▶ ASSIGNMENT: Of the lines below, report only those that contain "warn".

Stored items:
================================

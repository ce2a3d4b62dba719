//! Routes a tool call to the server that owns the tool

use std::time::Instant;

use mcps_core::{ToolCallError, ToolCallResult};
use serde_json::Value;
use tracing::{debug, warn};

use crate::catalog::ToolCatalog;
use crate::registry::ServerRegistry;

/// Borrowed view over a catalog and registry that executes tool calls.
///
/// `call` never fails: every outcome, including unknown tools, is reported
/// as a [`ToolCallResult`] so it can be shown to the model.
#[derive(Clone, Copy)]
pub struct ToolDispatcher<'a> {
    catalog: &'a ToolCatalog,
    registry: &'a ServerRegistry,
}

impl<'a> ToolDispatcher<'a> {
    pub fn new(catalog: &'a ToolCatalog, registry: &'a ServerRegistry) -> Self {
        Self { catalog, registry }
    }

    pub async fn call(&self, name: &str, arguments: Value) -> ToolCallResult {
        let started = Instant::now();

        let server = match self.catalog.resolve(name) {
            Ok(server) => server.to_string(),
            Err(_) => {
                warn!("Tool {} is not in the catalog", name);
                return ToolCallResult::failure(name, None, ToolCallError::NotFound(name.into()));
            }
        };

        let session = match self.registry.get(&server) {
            Some(session) => session,
            None => {
                return ToolCallResult::failure(
                    name,
                    Some(server.clone()),
                    ToolCallError::Unavailable {
                        server,
                        state: "removed".into(),
                    },
                );
            }
        };

        let handle = match session.handle() {
            Some(handle) => handle,
            None => {
                let state = session.state().to_string();
                warn!("Tool {} routed to server {} in state {}", name, server, state);
                return ToolCallResult::failure(
                    name,
                    Some(server.clone()),
                    ToolCallError::Unavailable { server, state },
                );
            }
        };

        let timeout = session.config().timeout();
        let result = match tokio::time::timeout(timeout, handle.call_tool(name, arguments)).await {
            Ok(Ok(output)) if output.is_error => ToolCallResult::failure(
                name,
                Some(server.clone()),
                ToolCallError::Execution {
                    tool: name.into(),
                    message: output.joined_text(),
                },
            ),
            Ok(Ok(output)) => ToolCallResult::success(name, server.clone(), output.content),
            Ok(Err(e)) => ToolCallResult::failure(
                name,
                Some(server.clone()),
                ToolCallError::Execution {
                    tool: name.into(),
                    message: e.to_string(),
                },
            ),
            Err(_) => ToolCallResult::failure(
                name,
                Some(server.clone()),
                ToolCallError::Timeout {
                    tool: name.into(),
                    secs: session.config().timeout_secs,
                },
            ),
        };

        debug!(
            "Tool {} on server {} finished in {}ms (success: {})",
            name,
            server,
            started.elapsed().as_millis(),
            result.success
        );
        result
    }
}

================================

▶ EXPECTED OUTPUT:
use tracing::{debug, warn};
                warn!("Tool {} is not in the catalog", name);
                warn!("Tool {} routed to server {} in state {}", name, server, state);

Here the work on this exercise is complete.